# DQN 算法


### 主要步骤
* Replay Buffer 经验回放
* Q-Network模型，使用神经网络来逼近Q函数
* 目标Q-Network模型
* 训练模型，利用经验回放和目标网络更新Q-Network的参数

In [None]:
# 安装必要的库
pip install gym numpy torch matplotlib

### 1 导入相关库并定义经验回放

In [None]:
import gym
import numpy as np
import torch
import torch.nn as nn
import torch.optim as optim
import random 
from collections import deque # 双端队列
import matplotlib.pyplot as plt

# Replay buffer
'''
三个函数功能：初始化，存储样本，取出样本，返回样本数量

'''

class ReplayBuffer:

    def __init__(self, capacity):
        self.buffer = deque(maxlen = capacity)

    def push(self, state, action, reward, next_state, done):
        self.buffer.append((state, action, reward, next_state, done))
    
    def sample(self, batch_size):
        state, action, reward, next_state, done = zip(*random.sample(self.buffer, batch_size))
        return state, action, reward, next_state, done

    def __len__(self):
        return len(self.buffer)



### 2 定义QNetwork网络

In [None]:
class QNetwork(nn.Module):
    def __init__(self, state_dim, action_dim):
        super(QNetwork, self).__init__()
    self.fc1 = nn.Linear(state_dim, 128)
    self.fc2 = nn.Linear(128,128)
    self.fc3 = nn.Linear(128, action_dim)

def forward(self, x):
    x = torch.relu(self,fc1(x))
    x = torch.relu(self, fc2(x))
    x = self.fc3(x)
    return x

### 3 定义DQN智能体

In [None]:
class DQNAgent:
    '''
    函数说明：初始化，包括网络，目标网络，优化器，经验回放池，超参数等

    '''

    def __init__(self, state_dim, action_dim, device):
        self.device = device
        self.q_network = QNetwork(state_dim, action_dim).to(device)
        self.target_network = QNetwork(state_dim, action_dim).to(device)
        self.target_network.load_state_dict(self.q_network.state_dict()) # load_state_dict()用于加载模型的参数
        self.optimizer = optim.Adam(self.q_network.parameters())
        self.replay_buffer = ReplayBuffer(10000)
        self.batch_size = 64
        self.gamma = 0.99
        self.eposilon = 1.0
        self.eposilon_decay = 0.995
        self.eposilon_min = 0.01
        self.update_target_every = 1000
        

    def select_action(self, state):
        if np.random.rand() < self.eposilon:
            return random.randrange(2)
        else:
            state = torch.FloatTensor(state).unsequeeze(0).to(self.device)
            with torch.no_grad():
                return self.q_network(state).argmax(1).item()
            
    def train(self):
        if len(self.replay_buffer) < self.batch_size:
            return
        
        state, action, reward, next_state, done = self.replay_buffer.sample(self, batch_size)
        state = torch.FloatTensor(state).to(self.device)
        action = torch.LongTensor(action).unqueeze(1).to(self.device)
        reward = torch.FloatTensor(reward).unqueeze(1).to(self.device)
        next_state = torch.FloatTensor(next_state).to(self.device)
        done = torch.FloatTensor(done).unqueeze(1).to(self.device)
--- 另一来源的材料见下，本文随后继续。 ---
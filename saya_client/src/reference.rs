//! Image references and image ids.
//!
//! A reference is `name[:version]`; a missing version normalizes to
//! `latest`. An image id additionally pins the platform and the image type:
//! `platform:name:version:type`, e.g. `linux/arm64:ubuntu:v1:ova`.

use std::fmt;
use std::str::FromStr;

use crate::error::{Result, SayaError};
use crate::platform::Platform;

#[derive(Debug, Clone, Default, PartialEq, Eq)]
pub struct Reference {
    /// The reference value as given, e.g. `ubuntu:latest`.
    pub original: String,
    pub name: String,
    /// Normalized, i.e. `latest` if none was given.
    pub version: String,
}

impl Reference {
    pub fn parse(reference: &str) -> Result<Self> {
        let reference = reference.trim();
        if reference.is_empty() {
            return Err(SayaError::Input(
                "image reference must not be blank".to_string(),
            ));
        }
        let parts: Vec<&str> = reference.split(':').collect();
        match parts.as_slice() {
            [name] => Ok(Self {
                original: reference.to_string(),
                name: name.trim().to_string(),
                version: "latest".to_string(),
            }),
            [name, version] => Ok(Self {
                original: reference.to_string(),
                name: name.trim().to_string(),
                version: version.trim().to_string(),
            }),
            _ => Err(SayaError::BadReference(reference.to_string())),
        }
    }

    pub fn from_name_and_version(name: &str, version: &str) -> Self {
        Self {
            original: format!("{name}:{version}"),
            name: name.to_string(),
            version: version.to_string(),
        }
    }

    pub fn normalized(&self) -> String {
        format!("{}:{}", self.name, self.version)
    }
}

impl FromStr for Reference {
    type Err = SayaError;

    fn from_str(s: &str) -> Result<Self> {
        Self::parse(s)
    }
}

impl fmt::Display for Reference {
    fn fmt(&self, f: &mut fmt::Formatter<'_>) -> fmt::Result {
        f.write_str(&self.normalized())
    }
}

/// Builds the id identifying a tagged image in a repository:
/// `<platform>:<name>:<version>:<img-type>`. All parts must be non-blank.
pub fn img_id(name: &str, version: &str, platform: &str, img_type: &str) -> Result<String> {
    let parts = [platform, name, version, img_type];
    let normalized: Vec<&str> = parts
        .iter()
        .map(|part| part.trim())
        .filter(|part| !part.is_empty())
        .collect();
    if normalized.len() != parts.len() {
        return Err(SayaError::Input(format!(
            "img id needs all attributes non-blank: \
             name={name:?} version={version:?} platform={platform:?} img-type={img_type:?}"
        )));
    }
    Ok(normalized.join(":"))
}

#[derive(Debug, Clone, PartialEq, Eq)]
pub struct ParsedImgId {
    pub platform: Platform,
    pub reference: Reference,
    pub img_type: String,
}

impl ParsedImgId {
    pub fn parse(img_id: &str) -> Result<Self> {
        let parts: Vec<&str> = img_id
            .trim()
            .split(':')
            .map(str::trim)
            .filter(|part| !part.is_empty())
            .collect();
        let &[platform_str, name, version, img_type] = parts.as_slice() else {
            return Err(SayaError::BadImgId(img_id.to_string()));
        };
        Ok(Self {
            platform: Platform::parse(platform_str)?,
            reference: Reference::from_name_and_version(name, version),
            img_type: img_type.to_string(),
        })
    }
}
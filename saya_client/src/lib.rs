//! # saya_client
//!
//! Client library driving the external `saya` image and VM management CLI.
//!
//! The crate mediates between a declarative request model and the external
//! executable: request structs are translated into a deterministic argument
//! vector ([`args`]), secrets stay redacted everywhere but the real process
//! arguments ([`opaque`]), the program is executed with its output captured
//! and classified ([`command`]), and asynchronous state convergence is
//! awaited with a bounded-retry loop ([`poll`]).
//!
//! ## Execution Flow
//!
//! 1. A caller fills a request struct (e.g. [`ops::img_ls::LsRequest`]).
//! 2. The operation seeds a [`command::SayaCmd`] with the subcommand tokens
//!    and translates the request fields into argument declarations.
//! 3. [`command::SayaCmd::exec`] resolves the collection into the final
//!    argument vector and runs the program under a cancellation token.
//! 4. Where the operation produces a result file, it is decoded from JSON
//!    ([`result_file`]) and mapped onto a plain result struct.
//! 5. Callers waiting for a state change drive an operation through
//!    [`poll::Poller`] until a target state is observed.
//!
//! Each invocation owns its argument collection and result-file path
//! exclusively; nothing is shared between concurrent callers.

pub mod args;
pub mod command;
pub mod error;
pub mod opaque;
pub mod ops;
pub mod platform;
pub mod poll;
pub mod reference;
pub mod repo;
pub mod result_file;
pub mod util;

pub use command::{ExecOutcome, RequestCtx, SayaCmd};
pub use error::{Result, SayaError};
pub use opaque::Opaque;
        q_values = self.q_network(state).gather(1, action)
        next_q_values = self.target_network(next_state).max(1)[0].unsqueeze(1)
        target_q_values = reward + self.gamma * next_q_values * (1 - done)

        loss = nn.MSELoss()(q_values, target_q_values)

        self.optimizer.zero_grad()
        loss.backward()
        self.optimizer.step()

        if self.eposilon > self.eposilon_min:
            self.eposilon *= self.eposilon_decay

        self.step_counter += 1
        if self.step_counter % self.update_target_every == 0:
            self.target_network.load_state_dict(self.q_network.state_dict())

    

### 4 训练DQN智能体

In [None]:
def train_dqn(agent, env, num_episodes):
    episode_rewards = []

    for episode in range(num_episodes):
        state = env.reset()
        total_reward = 0

        while True:
            action = agent.select_action(state)
            next_state, reward, done = env.step(action)
            agent.replay_buffer.push(state, action, reward, next_state, done)
            agent.train()

            state = next_state
            total_reward += reward

            if done:
                break

        episode_rewards.append(total_reward)
        print(f"Episode {episode + 1}/{num_episodes}, Reward: {total_reward}")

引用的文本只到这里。